Word for word, reproduce all of the entries shown below.
-- -- --
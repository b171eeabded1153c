//! Core data structures shared by the window, the session and the
//! generation task.

use std::path::{Path, PathBuf};
use uuid::Uuid;

/// Maximum number of images a story can be built from.
pub const MAX_IMAGES: usize = 3;

/// Result of adding a batch of picked files to the selection.
#[derive(Debug, Clone, Copy, PartialEq, Eq)]
pub enum AddOutcome {
    /// The selection was already full; nothing changed.
    Full,
    /// The picker returned no files.
    Nothing,
    /// This many paths were appended (excess beyond capacity is dropped).
    Added(usize),
}

/// Ordered image paths, capped at [`MAX_IMAGES`]. Duplicates are allowed.
#[derive(Debug, Clone, Default, PartialEq, Eq)]
pub struct ImageSelection {
    paths: Vec<PathBuf>,
}

impl ImageSelection {
    pub fn new() -> Self {
        Self::default()
    }

    pub fn add<I>(&mut self, picked: I) -> AddOutcome
    where
        I: IntoIterator<Item = PathBuf>,
    {
        if self.is_full() {
            return AddOutcome::Full;
        }

        let before = self.paths.len();
        let capacity = self.remaining();
        self.paths.extend(picked.into_iter().take(capacity));

        match self.paths.len() - before {
            0 => AddOutcome::Nothing,
            n => AddOutcome::Added(n),
        }
    }

    pub fn clear(&mut self) {
        self.paths.clear();
    }

    pub fn len(&self) -> usize {
        self.paths.len()
    }

    pub fn is_empty(&self) -> bool {
        self.paths.is_empty()
    }

    pub fn is_full(&self) -> bool {
        self.paths.len() >= MAX_IMAGES
    }

    pub fn remaining(&self) -> usize {
        MAX_IMAGES.saturating_sub(self.paths.len())
    }

    pub fn get(&self, slot: usize) -> Option<&Path> {
        self.paths.get(slot).map(PathBuf::as_path)
    }

    pub fn paths(&self) -> &[PathBuf] {
        &self.paths
    }
}

/// Everything the generation task needs for one request.
#[derive(Debug, Clone)]
pub struct GenerationJob {
    pub id: Uuid,
    pub images: Vec<PathBuf>,
    /// Theme line already resolved (custom or default).
    pub instruction: String,
}

impl GenerationJob {
    pub fn new(images: Vec<PathBuf>, instruction: String) -> Self {
        Self {
            id: Uuid::new_v4(),
            images,
            instruction,
        }
    }
}

/// Progress reported by the generation task, in emission order.
#[derive(Debug, Clone, PartialEq, Eq)]
pub enum GenerationEvent {
    /// Human-readable phase description.
    Status(String),
    /// Full story text received so far (cumulative, not a delta).
    Partial(String),
    /// Complete, unfiltered story.
    Final(String),
    /// Message of the error that aborted the run.
    Error(String),
}

impl GenerationEvent {
    pub fn is_terminal(&self) -> bool {
        matches!(self, Self::Final(_) | Self::Error(_))
    }
}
-- -- --
- _Response to this task_:
repository b171eeabded1153c
//! Core data structures shared by the window, the session and the
//! generation task.

use std::path::{Path, PathBuf};
use uuid::Uuid;

/// Maximum number of images a story can be built from.
pub const MAX_IMAGES: usize = 3;

/// Result of adding a batch of picked files to the selection.
#[derive(Debug, Clone, Copy, PartialEq, Eq)]
pub enum AddOutcome {
    /// The selection was already full; nothing changed.
    Full,
    /// The picker returned no files.
    Nothing,
    /// This many paths were appended (excess beyond capacity is dropped).
    Added(usize),
}

/// Ordered image paths, capped at [`MAX_IMAGES`]. Duplicates are allowed.
#[derive(Debug, Clone, Default, PartialEq, Eq)]
pub struct ImageSelection {
    paths: Vec<PathBuf>,
}

impl ImageSelection {
    pub fn new() -> Self {
        Self::default()
    }

    pub fn add<I>(&mut self, picked: I) -> AddOutcome
    where
        I: IntoIterator<Item = PathBuf>,
    {
        if self.is_full() {
            return AddOutcome::Full;
        }

        let before = self.paths.len();
        let capacity = self.remaining();
        self.paths.extend(picked.into_iter().take(capacity));

        match self.paths.len() - before {
            0 => AddOutcome::Nothing,
            n => AddOutcome::Added(n),
        }
    }

    pub fn clear(&mut self) {
        self.paths.clear();
    }

    pub fn len(&self) -> usize {
        self.paths.len()
    }

    pub fn is_empty(&self) -> bool {
        self.paths.is_empty()
    }

    pub fn is_full(&self) -> bool {
        self.paths.len() >= MAX_IMAGES
    }

    pub fn remaining(&self) -> usize {
        MAX_IMAGES.saturating_sub(self.paths.len())
    }

    pub fn get(&self, slot: usize) -> Option<&Path> {
        self.paths.get(slot).map(PathBuf::as_path)
    }

    pub fn paths(&self) -> &[PathBuf] {
        &self.paths
    }
}

/// Everything the generation task needs for one request.
#[derive(Debug, Clone)]
pub struct GenerationJob {
    pub id: Uuid,
    pub images: Vec<PathBuf>,
    /// Theme line already resolved (custom or default).
    pub instruction: String,
}

impl GenerationJob {
    pub fn new(images: Vec<PathBuf>, instruction: String) -> Self {
        Self {
            id: Uuid::new_v4(),
            images,
            instruction,
        }
    }
}

/// Progress reported by the generation task, in emission order.
#[derive(Debug, Clone, PartialEq, Eq)]
pub enum GenerationEvent {
    /// Human-readable phase description.
    Status(String),
    /// Full story text received so far (cumulative, not a delta).
    Partial(String),
    /// Complete, unfiltered story.
    Final(String),
    /// Message of the error that aborted the run.
    Error(String),
}

impl GenerationEvent {
    pub fn is_terminal(&self) -> bool {
        matches!(self, Self::Final(_) | Self::Error(_))
    }
}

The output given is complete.